O rany, nie wiem, czy to wina tekstu, czy lenistwa, ale nie chciało mi się tego czytać. Jeśli zdecyduję się przeczytać ponownie, dam znać.
Daję znać. Widać to było jednak lenistwo. Z niechęcią przyznaję Mortycjanowi rację, opowiadanie jest nieco rozwlekłe. Obawiam się, że obrażę cię swoją opinią, ale czytając "Poranną herbatę" miałam takie same odczucia, jak czytając J.L.Wiśniewskiego. Niestety nie pamiętam co, ale to chyba żadna różnica.

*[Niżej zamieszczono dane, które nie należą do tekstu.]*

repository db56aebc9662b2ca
use std::{
    path::PathBuf,
    sync::{mpsc, Arc, Mutex},
    thread::{self, JoinHandle},
};

use anyhow::{anyhow, Context, Result};
use log::{error, info};
use rusqlite::Connection;
use tokio::sync::oneshot;

use super::migrations::run_migrations;
use super::models::KvEntry;
use super::repositories::kv;

pub(crate) type Reply<T> = oneshot::Sender<Result<T>>;

/// Requests understood by the storage thread.
pub(crate) enum DbCommand {
    Get { key: String, reply: Reply<Option<KvEntry>> },
    Put { key: String, value: String, reply: Reply<()> },
    Close,
}

impl DbCommand {
    fn apply(self, conn: &Connection) -> bool {
        match self {
            DbCommand::Get { key, reply } => respond(reply, kv::select_entry(conn, &key)),
            DbCommand::Put { key, value, reply } => respond(reply, kv::upsert(conn, &key, &value)),
            DbCommand::Close => return false,
        }
        true
    }
}

fn respond<T>(reply: Reply<T>, result: Result<T>) {
    if reply.send(result).is_err() {
        error!("DB caller dropped before receiving result");
    }
}

struct DatabaseInner {
    sender: mpsc::Sender<DbCommand>,
    worker: Mutex<Option<JoinHandle<()>>>,
}

impl DatabaseInner {
    fn take_worker(&self) -> Option<JoinHandle<()>> {
        match self.worker.lock() {
            Ok(mut guard) => guard.take(),
            Err(poisoned) => poisoned.into_inner().take(),
        }
    }

    /// Ask the thread to stop; returns its handle if it was still running.
    fn shut_down(&self) -> Option<JoinHandle<()>> {
        let handle = self.take_worker()?;
        if self.sender.send(DbCommand::Close).is_err() {
            error!("DB thread already gone before close");
        }
        Some(handle)
    }
}

impl Drop for DatabaseInner {
    fn drop(&mut self) {
        if let Some(handle) = self.shut_down() {
            if let Err(join_err) = handle.join() {
                error!("Failed to join DB thread: {join_err:?}");
            }
        }
    }
}

/// Handle to the SQLite connection, which lives on its own thread.
///
/// Requests travel to that thread as [`DbCommand`]s and answers come back over a
/// oneshot, so async callers never block on disk I/O. Clones share the thread.
#[derive(Clone)]
pub struct Database {
    inner: Arc<DatabaseInner>,
}

impl Database {
    pub fn new(db_path: PathBuf) -> Result<Self> {
        if let Some(parent) = db_path.parent() {
            std::fs::create_dir_all(parent).with_context(|| {
                format!("failed to create database directory {}", parent.display())
            })?;
        }

        let (command_tx, command_rx) = mpsc::channel::<DbCommand>();
        let (ready_tx, ready_rx) = mpsc::channel();
        let path_for_thread = db_path.clone();

        let worker = thread::Builder::new()
            .name("sleeptrack-db".into())
            .spawn(move || {
                let mut conn = match Connection::open(&path_for_thread) {
                    Ok(connection) => connection,
                    Err(err) => {
                        let _ = ready_tx.send(Err(anyhow::Error::new(err)
                            .context("failed to open SQLite database")));
                        return;
                    }
                };

                if let Err(err) = conn.pragma_update(None, "journal_mode", "WAL") {
                    error!("Failed to enable WAL mode: {err}");
                }

                let init_result =
                    run_migrations(&mut conn).context("failed to run database migrations");
                if ready_tx.send(init_result).is_err() {
                    error!("DB initialization receiver dropped before ready signal");
                    return;
                }

                while let Ok(command) = command_rx.recv() {
                    if !command.apply(&conn) {
                        break;
                    }
                }

                info!("Database thread shutting down");
            })
            .context("failed to spawn database worker thread")?;

        ready_rx
            .recv()
            .context("database worker exited before signaling readiness")??;

        info!("Database initialized at {}", db_path.display());

        Ok(Self {
            inner: Arc::new(DatabaseInner {
                sender: command_tx,
                worker: Mutex::new(Some(worker)),
            }),
        })
    }

    pub(crate) async fn request<T>(&self, build: impl FnOnce(Reply<T>) -> DbCommand) -> Result<T> {
        let (reply_tx, reply_rx) = oneshot::channel();

        self.inner
            .sender
            .send(build(reply_tx))
            .map_err(|_| anyhow!("database is closed"))?;

        reply_rx
            .await
            .map_err(|_| anyhow!("database thread terminated unexpectedly"))?
    }

    /// Stop the storage thread and wait for it to exit. Later requests on any
    /// clone fail with "database is closed".
    pub async fn close(&self) -> Result<()> {
        let Some(handle) = self.inner.shut_down() else {
            return Ok(());
        };

        tokio::task::spawn_blocking(move || handle.join())
            .await
            .context("database close worker failed to join")?
            .map_err(|_| anyhow!("database thread panicked"))?;

        info!("Database closed");
        Ok(())
    }
}

#[cfg(test)]
mod tests {
    use super::*;

    #[tokio::test]
    async fn requests_fail_once_closed() {
        let dir = tempfile::tempdir().unwrap();
        let db = Database::new(dir.path().join("close.sqlite3")).unwrap();
        let other = db.clone();

        db.put_value("k", "v".into()).await.unwrap();
        db.close().await.unwrap();
        db.close().await.unwrap();

        let err = other.get_value("k").await.unwrap_err();
        assert!(err.to_string().contains("closed"));
    }

    #[tokio::test]
    async fn reopening_sees_data_written_before_close() {
        let dir = tempfile::tempdir().unwrap();
        let path = dir.path().join("reopen.sqlite3");

        let db = Database::new(path.clone()).unwrap();
        db.put_value("k", "v".into()).await.unwrap();
        db.close().await.unwrap();

        let reopened = Database::new(path).unwrap();
        assert_eq!(reopened.get_value("k").await.unwrap().as_deref(), Some("v"));
    }
}
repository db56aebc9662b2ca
use anyhow::{Context, Result};
use chrono::{DateTime, Utc};

pub fn parse_datetime(value: &str, field: &str) -> Result<DateTime<Utc>> {
    DateTime::parse_from_rfc3339(value)
        .map(|dt| dt.with_timezone(&Utc))
        .with_context(|| format!("failed to parse {field}"))
}
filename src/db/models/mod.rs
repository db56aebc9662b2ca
pub mod kv_entry;

pub use kv_entry::KvEntry;
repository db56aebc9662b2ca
pub mod config;
pub mod scoring;
pub mod stats;
pub mod wake_times;

pub use config::{CapturePolicy, TrackingConfig};
pub use scoring::{deep_sleep_percent, score, QualityBand};
pub use stats::{chart_sessions, compute_stats, SleepStats, StatsRange};
pub use wake_times::calculate_wake_times;
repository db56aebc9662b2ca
use anyhow::{bail, Context, Result};
use rusqlite::{Connection, Transaction};

const CURRENT_SCHEMA_VERSION: i32 = 1;

pub fn run_migrations(conn: &mut Connection) -> Result<()> {
    let mut version: i32 = conn
        .pragma_query_value(None, "user_version", |row| row.get(0))
        .context("failed to read user_version pragma")?;

    if version > CURRENT_SCHEMA_VERSION {
        bail!(
            "database version ({}) is newer than supported schema ({})",
            version,
            CURRENT_SCHEMA_VERSION
        );
    }

    if version == CURRENT_SCHEMA_VERSION {
        return Ok(());
    }

    let tx = conn
        .transaction()
        .context("failed to open migration transaction")?;

    while version < CURRENT_SCHEMA_VERSION {
        let next_version = version + 1;
        apply_migration(&tx, next_version)
            .with_context(|| format!("migration to version {next_version} failed"))?;
        version = next_version;
    }

    tx.pragma_update(None, "user_version", CURRENT_SCHEMA_VERSION)
        .context("failed to update user_version pragma")?;
    tx.commit().context("failed to commit migrations")?;

    Ok(())
}

fn apply_migration(tx: &Transaction<'_>, version: i32) -> Result<()> {
    match version {
        1 => {
            tx.execute_batch(include_str!("schemas/schema_v1.sql"))
                .context("failed to execute schema_v1.sql")?;
            Ok(())
        }
        _ => bail!("unknown migration target version: {version}"),
    }
}

#[cfg(test)]
mod tests {
    use super::*;

    #[test]
    fn fresh_database_reaches_current_version() {
        let mut conn = Connection::open_in_memory().unwrap();
        run_migrations(&mut conn).unwrap();

        let version: i32 = conn
            .pragma_query_value(None, "user_version", |row| row.get(0))
            .unwrap();
        assert_eq!(version, CURRENT_SCHEMA_VERSION);

        // Second run is a no-op.
        run_migrations(&mut conn).unwrap();
    }

    #[test]
    fn refuses_newer_schema() {
        let mut conn = Connection::open_in_memory().unwrap();
        conn.pragma_update(None, "user_version", CURRENT_SCHEMA_VERSION + 1)
            .unwrap();
        assert!(run_migrations(&mut conn).is_err());
    }
}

Ja wiem, że jego rzeczy są przez niektórych traktowane jak dzieła literatury najwyższych lotów, o przesłaniach głębokich jak Rów Mariański, a miłości tak wspaniałej, że byle Romeo i Julia, Orfeusz i Eurydyka, czy Janek i Marusia to przy tym nic, śmiecie i byle co.
Ale przeze mnie nie. Uważam, że facet nudzi, smędzi, mdli i jeszcze kilku słów bym użyła, ale nie chcę zgubić wątku.
Opowiadanie jest napisane mniej lub bardziej poprawnie. Z dużą świadomością słowa. Ale typ, rodzaj i treść tej historii kilem po piasku jeżdżą. Nie podobało mi się, stawiam dwóję.
Zaznaczam z góry, że jest to tylko i wyłącznie moja subiektywna opinia i nie ma na celu zniechęcenia cię do pisania.